Cupid (Tuesday, 9 p.m., ABC) is a remake of a '90s series, but it really feels like a throwback to corny TV of the 1960s and '70s. Like Bewitched, it features a bickering mortal/immortal pair, with Paulson thrust into the thankless Darrin role - a stick-in-the-mud perpetually exasperated by Cupid's powers. Like Love Boat, the series offers weekly hookups, halfheartedly throwing obstacles into the couples' paths until the happy ending. Like Jeannie in I Dream of Jeannie, Cupid makes lame jokes about his status as an ancient being in the modern world. Time to go to a restaurant? "I'm dying to find a good Greek place," he says, predictably.
Did the real Cupid shoot an arrow into an ABC executive's butt to make him fall in love with this lame concept?
The No. 1 Ladies' Detective Agency
Sunday, 7 pm (HBO)
In this adaptation of Alexander McCall Smith's novels, a Botswana woman (Jill Scott) sets up a detective agency in a podunk town. The pilot was directed by the late Anthony Minghella (The English Patient, Cold Mountain), and the first five minutes are great. The camera soaks in the exotic African setting, chock-full of meerkats.
Then, unfortunately, the characters appear. The stilted actors speak stilted dialogue that appears to have been lifted straight out of a stilted book. As our round-faced heroine, Scott has merely two settings, enthusiastic and dismayed. Minghella strains to make comedy out of the nosy secretary, the wacky barber next door and other stock figures.
The No. 1 Ladies' Detective Agency would have been much more enjoyable if Minghella had gotten rid of the dialogue and actors and run an hour's worth of meerkats.
Masterpiece
Sunday, 8 pm (PBS)
I've been reading Great Expectations and marveling over Charles Dickens' ability to make characters come alive on the page. As a result, I couldn't help but have great expectations for PBS's Little Dorrit.
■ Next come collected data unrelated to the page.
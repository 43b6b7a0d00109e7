use async_trait::async_trait;
use serde::Deserialize;
use serde_json::Value;
use std::time::Duration;

use crate::external::quote_provider::{ExternalQuote, QuoteProvider, QuoteProviderError};
use crate::models::{Announcement, IpoListing, MutualFund, NewsItem, StockSummary};

// Upstream quotes name the price field inconsistently depending on the
// endpoint and instrument type. Probed in order, first hit wins.
const PRICE_FIELDS: [&str; 5] = ["lastPrice", "current_price", "currentPrice", "price", "close"];

const REQUEST_TIMEOUT: Duration = Duration::from_secs(5);

pub struct IndianApiProvider {
    client: reqwest::Client,
    base_url: String,
    api_key: String,
}

impl IndianApiProvider {
    pub fn from_env() -> Result<Self, QuoteProviderError> {
        let api_key =
            std::env::var("INDIANAPI_KEY").unwrap_or_else(|_| "demo-key".to_string());
        let base_url = std::env::var("INDIANAPI_BASE_URL")
            .unwrap_or_else(|_| "https://stock.indianapi.in".to_string());

        let client = reqwest::Client::builder()
            .timeout(REQUEST_TIMEOUT)
            .build()
            .map_err(|e| QuoteProviderError::Network(e.to_string()))?;

        Ok(Self {
            client,
            base_url,
            api_key,
        })
    }

    async fn get_json<T: serde::de::DeserializeOwned>(
        &self,
        path: &str,
        query: &[(&str, &str)],
    ) -> Result<T, QuoteProviderError> {
        let url = format!("{}{}", self.base_url, path);

        let resp = self
            .client
            .get(&url)
            .header("X-API-KEY", self.api_key.as_str())
            .query(query)
            .send()
            .await
            .map_err(|e| QuoteProviderError::Network(e.to_string()))?;

        let status = resp.status();
        if !status.is_success() {
            return Err(QuoteProviderError::BadResponse(format!(
                "{} returned status {}",
                path, status
            )));
        }

        resp.json()
            .await
            .map_err(|e| QuoteProviderError::Parse(e.to_string()))
    }

    /// Probe the known candidate price fields, coercing numeric strings.
    /// Quote payloads are sometimes wrapped in a `data` object.
    fn extract_price(body: &Value) -> Option<f64> {
        let null = Value::Null;
        let candidates = [body, body.get("data").unwrap_or(&null)];

        for object in candidates {
            for field in PRICE_FIELDS {
                match object.get(field) {
                    Some(Value::Number(n)) => {
                        if let Some(price) = n.as_f64() {
                            return Some(price);
                        }
                    }
                    Some(Value::String(s)) => {
                        if let Ok(price) = s.parse::<f64>() {
                            return Some(price);
                        }
                    }
                    _ => {}
                }
            }
        }

        None
    }
}

#[derive(Debug, Deserialize)]
struct TrendingResponse {
    trending: Vec<StockSummary>,
}

#[derive(Debug, Deserialize)]
struct NewsResponse {
    news: Vec<NewsItem>,
}

#[derive(Debug, Deserialize)]
struct IpoResponse {
    ipos: Vec<IpoListing>,
}

#[derive(Debug, Deserialize)]
struct MutualFundsResponse {
    funds: Vec<MutualFund>,
}

#[derive(Debug, Deserialize)]
struct AnnouncementsResponse {
    announcements: Vec<Announcement>,
}

#[async_trait]
impl QuoteProvider for IndianApiProvider {
    async fn fetch_quote(&self, symbol: &str) -> Result<ExternalQuote, QuoteProviderError> {
        let body: Value = self.get_json("/details/", &[("symbol", symbol)]).await?;

        let price = Self::extract_price(&body)
            .ok_or_else(|| QuoteProviderError::MissingPrice(symbol.to_string()))?;

        Ok(ExternalQuote {
            symbol: symbol.to_string(),
            price,
        })
    }

    async fn fetch_stock_details(
        &self,
        symbol: &str,
    ) -> Result<StockSummary, QuoteProviderError> {
        self.get_json("/details/", &[("symbol", symbol)]).await
    }

    async fn fetch_trending(&self) -> Result<Vec<StockSummary>, QuoteProviderError> {
        let body: TrendingResponse = self.get_json("/trending/", &[]).await?;
        Ok(body.trending)
    }

    async fn fetch_news(&self) -> Result<Vec<NewsItem>, QuoteProviderError> {
        let body: NewsResponse = self.get_json("/news/", &[]).await?;
        Ok(body.news)
    }

    async fn fetch_ipos(&self) -> Result<Vec<IpoListing>, QuoteProviderError> {
        let body: IpoResponse = self.get_json("/ipo/", &[]).await?;
        Ok(body.ipos)
    }

    async fn fetch_mutual_funds(&self) -> Result<Vec<MutualFund>, QuoteProviderError> {
        let body: MutualFundsResponse = self.get_json("/mutual-funds/", &[]).await?;
        Ok(body.funds)
    }

    async fn fetch_announcements(&self) -> Result<Vec<Announcement>, QuoteProviderError> {
        let body: AnnouncementsResponse = self.get_json("/announcements/", &[]).await?;
        Ok(body.announcements)
    }
}
//! Authentication routes
//!
//! These routes proxy authentication requests to Supabase Auth. Registration
//! also creates the caller's company with the caller as its admin.

use axum::{
    extract::State,
    response::{IntoResponse, Response},
    Json,
};
use std::sync::Arc;
use uuid::Uuid;

use crate::api::{Created, DataResponse, MessageResponse};
use crate::app::AppState;
use crate::auth::RequireAuth;
use crate::domain::auth::{
    AuthResponse, RefreshTokenRequest, RegisterRequest, SignInRequest, SignupPendingResponse,
    SupabaseAuthResponse, SupabaseErrorResponse, SupabaseSignupResponse, User,
};
use crate::domain::companies::UserRole;
use crate::error::ApiError;

/// Error message from a failed Supabase response, or `fallback` when the body is unreadable
async fn supabase_error(response: reqwest::Response, fallback: &str) -> String {
    match response.json::<SupabaseErrorResponse>().await {
        Ok(error) => error.get_message(),
        Err(_) => fallback.to_string(),
    }
}

fn parse_user_id(id: &str) -> Result<Uuid, ApiError> {
    id.parse()
        .map_err(|_| ApiError::internal("Invalid user ID from auth service"))
}

/// Insert the company and its first admin in one transaction
async fn bootstrap_company(
    state: &AppState,
    user_id: Uuid,
    req: &RegisterRequest,
) -> Result<Uuid, ApiError> {
    let mut tx = state.db.begin().await?;

    let company_id: Uuid =
        sqlx::query_scalar("INSERT INTO companies (name, email) VALUES ($1, $2) RETURNING id")
            .bind(req.company_name.trim())
            .bind(req.email.trim())
            .fetch_one(&mut *tx)
            .await?;

    sqlx::query(
        r#"
        INSERT INTO users (id, company_id, email, name, role)
        VALUES ($1, $2, $3, $4, $5)
        "#,
    )
    .bind(user_id)
    .bind(company_id)
    .bind(req.email.trim())
    .bind(req.name.as_deref().map(str::trim).filter(|n| !n.is_empty()))
    .bind(UserRole::Admin.as_str())
    .execute(&mut *tx)
    .await
    .map_err(|e| match ApiError::from(e) {
        ApiError::Conflict(_) => ApiError::conflict("An account with this email already exists"),
        other => other,
    })?;

    tx.commit().await?;

    tracing::info!(
        user_id = %user_id,
        company_id = %company_id,
        "Company registered"
    );

    Ok(company_id)
}

/// Company of an existing user, if the user row exists
async fn company_of(state: &AppState, user_id: Uuid) -> Result<Option<Uuid>, ApiError> {
    let company_id = sqlx::query_scalar("SELECT company_id FROM users WHERE id = $1")
        .bind(user_id)
        .fetch_optional(&state.db)
        .await?;
    Ok(company_id)
}

/// POST /auth/register
///
/// Sign up with Supabase and create the company.
pub async fn register(
    State(state): State<Arc<AppState>>,
    Json(req): Json<RegisterRequest>,
) -> Result<Response, ApiError> {
    req.validate().map_err(ApiError::bad_request)?;

    let response = state
        .http_client
        .post(format!("{}/auth/v1/signup", state.settings.supabase_url))
        .header("apikey", &state.settings.supabase_anon_key)
        .json(&serde_json::json!({
            "email": req.email.trim(),
            "password": req.password,
            "data": {
                "name": req.name,
                "company_name": req.company_name,
            }
        }))
        .send()
        .await
        .map_err(|e| ApiError::internal(format!("Failed to connect to auth service: {}", e)))?;

    if !response.status().is_success() {
        return Err(ApiError::bad_request(
            supabase_error(response, "Registration failed").await,
        ));
    }

    // Auto-confirmed projects return a session, otherwise the bare user object
    let body = response
        .text()
        .await
        .map_err(|e| ApiError::internal(format!("Failed to read auth response: {}", e)))?;

    if let Ok(session) = serde_json::from_str::<SupabaseAuthResponse>(&body) {
        let user_id = parse_user_id(&session.user.id)?;
        let company_id = bootstrap_company(&state, user_id, &req).await?;

        return Ok(Created(AuthResponse {
            access_token: session.access_token,
            refresh_token: session.refresh_token,
            expires_in: session.expires_in,
            user: User::from(session.user),
            company_id: Some(company_id),
        })
        .into_response());
    }

    if let Ok(pending) = serde_json::from_str::<SupabaseSignupResponse>(&body) {
        let user_id = parse_user_id(&pending.id)?;
        let company_id = bootstrap_company(&state, user_id, &req).await?;

        return Ok(Created(SignupPendingResponse {
            user_id: pending.id,
            email: pending.email.unwrap_or_else(|| req.email.trim().to_string()),
            company_id,
            confirmation_required: true,
            message: "Check your email to confirm your account".to_string(),
        })
        .into_response());
    }

    Err(ApiError::internal("Unexpected response from auth service"))
}

/// POST /auth/signin
pub async fn sign_in(
    State(state): State<Arc<AppState>>,
    Json(req): Json<SignInRequest>,
) -> Result<impl IntoResponse, ApiError> {
    let response = state
        .http_client
        .post(format!(
            "{}/auth/v1/token?grant_type=password",
            state.settings.supabase_url
        ))
        .header("apikey", &state.settings.supabase_anon_key)
        .json(&serde_json::json!({
            "email": req.email,
            "password": req.password
        }))
        .send()
        .await
        .map_err(|e| ApiError::internal(format!("Failed to connect to auth service: {}", e)))?;

    if !response.status().is_success() {
        return Err(ApiError::unauthorized(
            supabase_error(response, "Invalid credentials").await,
        ));
    }

    let session: SupabaseAuthResponse = response
        .json()
        .await
        .map_err(|e| ApiError::internal(format!("Failed to parse auth response: {}", e)))?;

    let user_id = parse_user_id(&session.user.id)?;
    let company_id = company_of(&state, user_id).await?;
    if company_id.is_none() {
        tracing::warn!(user_id = %user_id, "Signed-in user has no company");
    }
    tracing::info!(user_id = %user_id, company_id = ?company_id, "User signed in");

    Ok(Json(DataResponse::new(AuthResponse {
        access_token: session.access_token,
        refresh_token: session.refresh_token,
        expires_in: session.expires_in,
        user: User::from(session.user),
        company_id,
    })))
}

/// POST /auth/refresh
pub async fn refresh_token(
    State(state): State<Arc<AppState>>,
    Json(req): Json<RefreshTokenRequest>,
) -> Result<impl IntoResponse, ApiError> {
    let response = state
        .http_client
        .post(format!(
            "{}/auth/v1/token?grant_type=refresh_token",
            state.settings.supabase_url
        ))
        .header("apikey", &state.settings.supabase_anon_key)
        .json(&serde_json::json!({ "refresh_token": req.refresh_token }))
        .send()
        .await
        .map_err(|e| ApiError::internal(format!("Failed to connect to auth service: {}", e)))?;

    if !response.status().is_success() {
        return Err(ApiError::unauthorized(
            supabase_error(response, "Invalid refresh token").await,
        ));
    }

    let session: SupabaseAuthResponse = response
        .json()
        .await
        .map_err(|e| ApiError::internal(format!("Failed to parse auth response: {}", e)))?;

    let user_id = parse_user_id(&session.user.id)?;
    let company_id = company_of(&state, user_id).await?;

    Ok(Json(DataResponse::new(AuthResponse {
        access_token: session.access_token,
        refresh_token: session.refresh_token,
        expires_in: session.expires_in,
        user: User::from(session.user),
        company_id,
    })))
}

/// POST /auth/signout
///
/// Revokes the session upstream; a failed revocation is logged, not surfaced.
pub async fn sign_out(
    State(state): State<Arc<AppState>>,
    auth: RequireAuth,
) -> Result<impl IntoResponse, ApiError> {
    let result = state
        .http_client
        .post(format!("{}/auth/v1/logout", state.settings.supabase_url))
        .header("apikey", &state.settings.supabase_anon_key)
        .bearer_auth(auth.token())
        .send()
        .await;

    match result {
        Ok(response) if response.status().is_success() => {}
        Ok(response) => {
            tracing::warn!(user_id = %auth.user_id, status = %response.status(), "Upstream sign-out rejected")
        }
        Err(e) => tracing::warn!(user_id = %auth.user_id, error = %e, "Upstream sign-out failed"),
    }

    tracing::info!(user_id = %auth.user_id, email = ?auth.email, "User signed out");

    Ok(Json(MessageResponse::new("Signed out")))
}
I sank into my chair to watch the five-part epic - but then my heart sank, too, when the credits revealed Andrew Davies as the screenwriter. Davies is the BBC's go-to guy for ruining great works of literature (Othello, Sense and Sensibility), and damned if he hasn't done it again.
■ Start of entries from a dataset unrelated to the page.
//! Estimate requests and the persisted breakdown.

use chrono::{DateTime, Utc};
use rust_decimal::Decimal;
use serde::{Deserialize, Serialize};
use uuid::Uuid;

use super::{decimal_to_f64, f64_to_decimal};
use crate::services::estimator::{CostBreakdown, CostSource, EstimateOptions, PricedLine};
use crate::services::matcher::DEFAULT_THRESHOLD;

fn default_threshold() -> u32 {
    DEFAULT_THRESHOLD
}

fn default_true() -> bool {
    true
}

#[derive(Debug, Clone, Deserialize)]
pub struct CreateEstimateRequest {
    #[serde(default = "default_threshold")]
    pub match_threshold: u32,
    #[serde(default = "default_true")]
    pub auto_accept_high_confidence: bool,
    #[serde(default = "default_true")]
    pub apply_overhead: bool,
    #[serde(default = "default_true")]
    pub apply_profit: bool,
    #[serde(default)]
    pub materials_only: bool,
    #[serde(default)]
    pub overhead_percentage: Option<f64>,
    #[serde(default)]
    pub profit_percentage: Option<f64>,
    #[serde(default)]
    pub tax_percentage: Option<f64>,
    #[serde(default)]
    pub notes: Option<String>,
}

impl Default for CreateEstimateRequest {
    fn default() -> Self {
        Self {
            match_threshold: DEFAULT_THRESHOLD,
            auto_accept_high_confidence: true,
            apply_overhead: true,
            apply_profit: true,
            materials_only: false,
            overhead_percentage: None,
            profit_percentage: None,
            tax_percentage: None,
            notes: None,
        }
    }
}

impl CreateEstimateRequest {
    pub fn validate(&self) -> Result<(), String> {
        if self.match_threshold > 100 {
            return Err("match_threshold must be between 0 and 100".to_string());
        }
        for (field, value) in [
            ("overhead_percentage", self.overhead_percentage),
            ("profit_percentage", self.profit_percentage),
            ("tax_percentage", self.tax_percentage),
        ] {
            if matches!(value, Some(v) if !(0.0..=100.0).contains(&v)) {
                return Err(format!("{} must be between 0 and 100", field));
            }
        }
        Ok(())
    }

    pub fn options(&self) -> EstimateOptions {
        EstimateOptions {
            apply_overhead: self.apply_overhead,
            apply_profit: self.apply_profit,
            materials_only: self.materials_only,
            overhead_percentage: self.overhead_percentage.and_then(f64_to_decimal),
            profit_percentage: self.profit_percentage.and_then(f64_to_decimal),
            tax_percentage: self.tax_percentage.and_then(f64_to_decimal),
        }
    }
}

/// One priced line as stored in `estimates.line_items`
#[derive(Debug, Clone, Serialize, Deserialize)]
pub struct EstimateLineItem {
    pub takeoff_item_id: Uuid,
    pub label: String,
    pub qty: f64,
    pub unit: String,
    pub category: Option<String>,
    pub source: CostSource,
    pub material_id: Option<Uuid>,
    pub quote_id: Option<Uuid>,
    pub priced_as: Option<String>,
    pub unit_price: Option<f64>,
    pub material_cost: f64,
    pub labor_hours: f64,
    pub labor_cost: f64,
    pub equipment_cost: f64,
    pub line_total: f64,
    pub confidence: f64,
}

impl From<&PricedLine> for EstimateLineItem {
    fn from(line: &PricedLine) -> Self {
        Self {
            takeoff_item_id: line.takeoff_item_id,
            label: line.label.clone(),
            qty: decimal_to_f64(line.qty),
            unit: line.unit.clone(),
            category: line.category.clone(),
            source: line.source,
            material_id: line.material_id,
            quote_id: line.quote_id,
            priced_as: line.priced_as.clone(),
            unit_price: line.unit_price.map(|p| decimal_to_f64(p.round_dp(4))),
            material_cost: decimal_to_f64(line.material_cost),
            labor_hours: decimal_to_f64(line.labor_hours),
            labor_cost: decimal_to_f64(line.labor_cost),
            equipment_cost: decimal_to_f64(line.equipment_cost),
            line_total: decimal_to_f64(line.line_total()),
            confidence: line.confidence,
        }
    }
}

#[derive(Debug, Clone, Serialize)]
pub struct EstimateBreakdown {
    pub materials_cost: f64,
    pub labor_cost: f64,
    pub equipment_cost: f64,
    pub subcontractor_cost: f64,
    pub direct_cost: f64,
    pub overhead_percentage: f64,
    pub overhead: f64,
    pub profit_percentage: f64,
    pub profit: f64,
    pub total_cost: f64,
    pub tax_percentage: f64,
    pub tax_amount: f64,
    pub grand_total: f64,
}

impl EstimateBreakdown {
    /// Build from the stored decimal columns, in column order.
    pub fn from_columns(columns: [Decimal; 13]) -> Self {
        let [materials_cost, labor_cost, equipment_cost, subcontractor_cost, direct_cost, overhead_percentage, overhead, profit_percentage, profit, total_cost, tax_percentage, tax_amount, grand_total] =
            columns.map(decimal_to_f64);
        Self {
            materials_cost,
            labor_cost,
            equipment_cost,
            subcontractor_cost,
            direct_cost,
            overhead_percentage,
            overhead,
            profit_percentage,
            profit,
            total_cost,
            tax_percentage,
            tax_amount,
            grand_total,
        }
    }
}

impl From<&CostBreakdown> for EstimateBreakdown {
    fn from(b: &CostBreakdown) -> Self {
        Self::from_columns([
            b.materials_cost,
            b.labor_cost,
            b.equipment_cost,
            b.subcontractor_cost,
            b.direct_cost,
            b.overhead_percentage,
            b.overhead,
            b.profit_percentage,
            b.profit,
            b.total_cost,
            b.tax_percentage,
            b.tax_amount,
            b.grand_total,
        ])
    }
}

#[derive(Debug, Clone, Serialize)]
pub struct EstimateResponse {
    pub id: Uuid,
    pub project_id: Uuid,
    pub created_by: Option<Uuid>,
    #[serde(flatten)]
    pub breakdown: EstimateBreakdown,
    pub confidence_score: f64,
    pub line_items: Vec<EstimateLineItem>,
    pub notes: Option<String>,
    pub created_at: DateTime<Utc>,
}

#[derive(Debug, Clone, Default, Serialize)]
pub struct EstimateSummary {
    pub total_items: usize,
    pub matched_items: usize,
    pub unmatched_items: usize,
    pub quoted_items: usize,
    pub auto_matched_items: usize,
    pub labor_hours: f64,
}

impl From<&CostBreakdown> for EstimateSummary {
    fn from(b: &CostBreakdown) -> Self {
        let count = |source: CostSource| b.lines.iter().filter(|l| l.source == source).count();
        Self {
            total_items: b.total_items,
            matched_items: b.priced_items,
            unmatched_items: b.total_items - b.priced_items,
            quoted_items: count(CostSource::Quote),
            auto_matched_items: count(CostSource::AutoMatch),
            labor_hours: decimal_to_f64(b.labor_hours),
        }
    }
}

/// Warnings surfaced with a new estimate
pub fn estimate_warnings(breakdown: &CostBreakdown) -> Vec<String> {
    breakdown
        .unpriced_labels()
        .take(5)
        .map(|label| format!("No price found for '{}'", label))
        .collect()
}

#[derive(Debug, Clone, Serialize)]
pub struct CreateEstimateResponse {
    pub estimate: EstimateResponse,
    pub summary: EstimateSummary,
    pub warnings: Vec<String>,
}

#[cfg(test)]
mod tests {
    use super::*;
    use crate::services::estimator::{price_line, roll_up, CostBasis, RateCard, TakeoffLine};

    #[test]
    fn request_defaults() {
        let req: CreateEstimateRequest = serde_json::from_str("{}").unwrap();
        assert_eq!(req.match_threshold, 70);
        assert!(req.auto_accept_high_confidence);
        assert!(req.apply_overhead && req.apply_profit);
        assert!(!req.materials_only);
        assert!(req.validate().is_ok());
    }

    #[test]
    fn request_bounds() {
        let req = CreateEstimateRequest {
            tax_percentage: Some(101.0),
            ..Default::default()
        };
        assert!(req.validate().is_err());
        let req = CreateEstimateRequest {
            match_threshold: 101,
            ..Default::default()
        };
        assert!(req.validate().is_err());
    }

    #[test]
    fn warnings_list_first_five_unpriced_items() {
        let options = EstimateOptions::default();
        let rates = RateCard::resolve(None, &options);
        let lines = (0..7)
            .map(|i| {
                let line = TakeoffLine {
                    id: Uuid::new_v4(),
                    label: format!("Item {}", i),
                    qty: Decimal::ONE,
                    unit: "EA".into(),
                    category: None,
                };
                price_line(&line, CostBasis::Unpriced, &rates, &options)
            })
            .collect();
        let breakdown = roll_up(lines, &rates, &options);

        let warnings = estimate_warnings(&breakdown);
        assert_eq!(warnings.len(), 5);
        assert_eq!(warnings[0], "No price found for 'Item 0'");

        let summary = EstimateSummary::from(&breakdown);
        assert_eq!(summary.unmatched_items, 7);
        assert_eq!(summary.matched_items, 0);
    }
}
The script falls all over itself trying to tell the story of Amy Dorrit (Claire Foy), whose father is stuck in debtor's prison; and Arthur Clennam (Matthew Macfadyen), the man who might help him get out. It throws subplots against the wall so willy-nilly that none of them stick. It doesn't allow us to engage with the characters - and Dickens without engaging characters just isn't Dickens.
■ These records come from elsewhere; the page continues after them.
//! Plan parsing: vision model first, text extraction as the fallback.

use axum::{
    extract::{Path, Query, State},
    response::IntoResponse,
    Json,
};
use chrono::Utc;
use std::sync::Arc;
use std::time::Duration;
use uuid::Uuid;

use super::documents::{require_document, DocumentRow};
use crate::api::{DataResponse, MessageResponse};
use crate::app::AppState;
use crate::auth::RequireTenant;
use crate::domain::documents::{DocType, ParseStatus};
use crate::domain::parsing::{
    AiStatusResponse, ParseAndSaveResponse, ParseMethod, ParseQuery, PlanParseResult,
};
use crate::domain::f64_to_decimal;
use crate::error::ApiError;
use crate::services::cache::keys;

const AI_STATUS_TTL: Duration = Duration::from_secs(60);

/// GET /ai/status
pub async fn ai_status(State(state): State<Arc<AppState>>) -> Result<impl IntoResponse, ApiError> {
    let key = keys::ai_status();
    if let Some(cached) = state.cache.get::<AiStatusResponse>(&key).await {
        return Ok(Json(DataResponse::new(cached)));
    }

    let ai = state.plan_parser.ai();
    let vision_configured = ai.is_configured();
    let pdf_renderer_available = state.plan_parser.rasterizer().is_available().await;

    let status = AiStatusResponse {
        vision_configured,
        model: vision_configured.then(|| ai.model().to_string()),
        pdf_renderer_available,
        text_fallback_available: true,
        preferred_method: if vision_configured && pdf_renderer_available {
            ParseMethod::Vision
        } else {
            ParseMethod::Text
        },
    };

    if let Err(e) = state.cache.set_with_ttl(&key, &status, AI_STATUS_TTL).await {
        tracing::warn!(error = %e, "Failed to cache AI status");
    }

    Ok(Json(DataResponse::new(status)))
}

/// A text result while the vision model is configured means vision failed,
/// possibly transiently, so it is not kept.
fn should_cache(result: &PlanParseResult, vision_configured: bool) -> bool {
    !(vision_configured && matches!(result.method, ParseMethod::Text))
}

/// Parse a plan document, serving and filling the cache, and record the outcome on the row.
async fn parse_document(
    state: &AppState,
    document: &DocumentRow,
    query: &ParseQuery,
) -> Result<PlanParseResult, ApiError> {
    if DocType::parse(&document.doc_type) != Some(DocType::Plan) {
        return Err(ApiError::bad_request("Only plan documents can be parsed"));
    }
    let max_pages = query.max_pages().map_err(ApiError::bad_request)?;
    let cache_key = keys::parse_result(document.id, max_pages);

    if !query.refresh {
        if let Some(mut cached) = state.cache.get::<PlanParseResult>(&cache_key).await {
            tracing::debug!(document_id = %document.id, max_pages, "Serving cached parse result");
            cached.cached = true;
            return Ok(cached);
        }
    }

    let bytes = state
        .storage
        .read(&document.file_path)
        .await?
        .ok_or_else(|| ApiError::not_found("Stored file is missing"))?;

    let result = match state.plan_parser.parse(document.id, bytes, max_pages).await {
        Ok(result) => result,
        Err(e) => {
            mark_failed(state, document.id).await;
            return Err(e);
        }
    };

    sqlx::query(
        r#"
        UPDATE project_documents SET
            parse_status = $2,
            parse_method = $3,
            parsed_at = $4,
            page_count = COALESCE($5, page_count)
        WHERE id = $1
        "#,
    )
    .bind(document.id)
    .bind(ParseStatus::Parsed.as_str())
    .bind(result.method.as_str())
    .bind(result.parsed_at)
    .bind(result.page_count.map(|n| n as i32))
    .execute(&state.db)
    .await?;

    if should_cache(&result, state.plan_parser.ai().is_configured()) {
        state.cache.put(&cache_key, &result).await;
    }
    Ok(result)
}

async fn mark_failed(state: &AppState, document_id: Uuid) {
    let updated = sqlx::query(
        "UPDATE project_documents SET parse_status = $2, parsed_at = $3 WHERE id = $1",
    )
    .bind(document_id)
    .bind(ParseStatus::Failed.as_str())
    .bind(Utc::now())
    .execute(&state.db)
    .await;

    if let Err(e) = updated {
        tracing::warn!(document_id = %document_id, error = %e, "Failed to record parse failure");
    }
}

/// POST /projects/:project_id/documents/:document_id/parse
pub async fn parse_plan(
    State(state): State<Arc<AppState>>,
    tenant: RequireTenant,
    Path((project_id, document_id)): Path<(Uuid, Uuid)>,
    Query(query): Query<ParseQuery>,
) -> Result<impl IntoResponse, ApiError> {
    let document = require_document(&state, tenant.company_id, project_id, document_id).await?;
    let result = parse_document(&state, &document, &query).await?;

    tracing::info!(
        user_id = %tenant.user_id,
        project_id = %project_id,
        document_id = %document_id,
        method = result.method.as_str(),
        cached = result.cached,
        "Plan parsed"
    );

    Ok(Json(DataResponse::new(result)))
}

/// POST /projects/:project_id/documents/:document_id/parse-and-save
pub async fn parse_and_save(
    State(state): State<Arc<AppState>>,
    tenant: RequireTenant,
    Path((project_id, document_id)): Path<(Uuid, Uuid)>,
    Query(query): Query<ParseQuery>,
) -> Result<impl IntoResponse, ApiError> {
    let document = require_document(&state, tenant.company_id, project_id, document_id).await?;
    let result = parse_document(&state, &document, &query).await?;
    let drafts = result.plan.takeoff_drafts();

    let mut tx = state.db.begin().await?;
    let mut takeoff_item_ids = Vec::with_capacity(drafts.len());

    for draft in &drafts {
        let qty = f64_to_decimal(draft.qty).unwrap_or_default();
        let id: Uuid = sqlx::query_scalar(
            r#"
            INSERT INTO takeoff_items (project_id, document_id, label, qty, unit, source_page, notes)
            VALUES ($1, $2, $3, $4, $5, $6, $7)
            RETURNING id
            "#,
        )
        .bind(project_id)
        .bind(document_id)
        .bind(&draft.label)
        .bind(qty)
        .bind(&draft.unit)
        .bind(draft.source_page)
        .bind(&draft.notes)
        .fetch_one(&mut *tx)
        .await?;
        takeoff_item_ids.push(id);
    }

    tx.commit().await?;

    let mut warnings = result.warnings;
    if drafts.is_empty() {
        warnings.push("No bid items or materials were found to save".to_string());
    }

    tracing::info!(
        user_id = %tenant.user_id,
        project_id = %project_id,
        document_id = %document_id,
        saved = takeoff_item_ids.len(),
        "Parsed takeoff items saved"
    );

    Ok(Json(DataResponse::new(ParseAndSaveResponse {
        document_id,
        method: result.method,
        pages_analyzed: result.pages_analyzed,
        takeoff_items_created: takeoff_item_ids.len(),
        takeoff_item_ids,
        warnings,
    })))
}

/// DELETE /projects/:project_id/documents/:document_id/parse-cache
pub async fn clear_parse_cache(
    State(state): State<Arc<AppState>>,
    tenant: RequireTenant,
    Path((project_id, document_id)): Path<(Uuid, Uuid)>,
) -> Result<impl IntoResponse, ApiError> {
    require_document(&state, tenant.company_id, project_id, document_id).await?;

    let removed = state
        .cache
        .delete_pattern(&keys::parse_pattern(document_id))
        .await
        .map_err(|e| ApiError::unavailable(format!("Cache unavailable: {}", e)))?;

    tracing::info!(
        user_id = %tenant.user_id,
        project_id = %project_id,
        document_id = %document_id,
        removed,
        "Parse cache cleared"
    );

    Ok(Json(MessageResponse::new(format!(
        "Removed {} cached parse results",
        removed
    ))))
}

#[cfg(test)]
mod tests {
    use super::*;
    use crate::domain::parsing::ParsedPlan;

    fn result(method: ParseMethod) -> PlanParseResult {
        PlanParseResult {
            document_id: Uuid::new_v4(),
            method,
            pages_analyzed: 1,
            page_count: Some(1),
            plan: ParsedPlan::default(),
            raw_text: Vec::new(),
            warnings: Vec::new(),
            parsed_at: Utc::now(),
            cached: false,
        }
    }

    #[test]
    fn text_fallback_after_vision_failure_is_not_cached() {
        assert!(!should_cache(&result(ParseMethod::Text), true));
        assert!(should_cache(&result(ParseMethod::Text), false));
        assert!(should_cache(&result(ParseMethod::Vision), true));
    }
}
After the first episode, I ran screaming from the house. Luckily, I had the presence of mind to grab Great Expectations on my way out the door.
Pretty Wicked
Tuesday, 9 pm (Oxygen)
Another week, another new high-concept reality series. This time, beautiful women with putrid personalities compete to see which one can become the nicest. You've got to hand it to Oxygen for finding such rotten specimens, from narcissists to gold diggers to snobs. At the end of each episode, they grovel before a panel of experts (yes, apparently there are authorities on bitchy behavior). The panel looks for signs of enlightenment, seemingly unaware that, with a $50,000 prize on the line, the women are strongly motivated to fake their revelations.
I'd chalk it up to dumb fun if Pretty Wicked didn't keep making me sick. For example, the producers thought it would be fun to have these vain women attend a party with a group of blind men. "Maybe what I need is a blind boyfriend," cackles one callous contestant. "You know how much time that would save me getting ready?"
Maybe one or two of these women will indeed become nicer by the end of Pretty Wicked. But the producers are beyond redemption.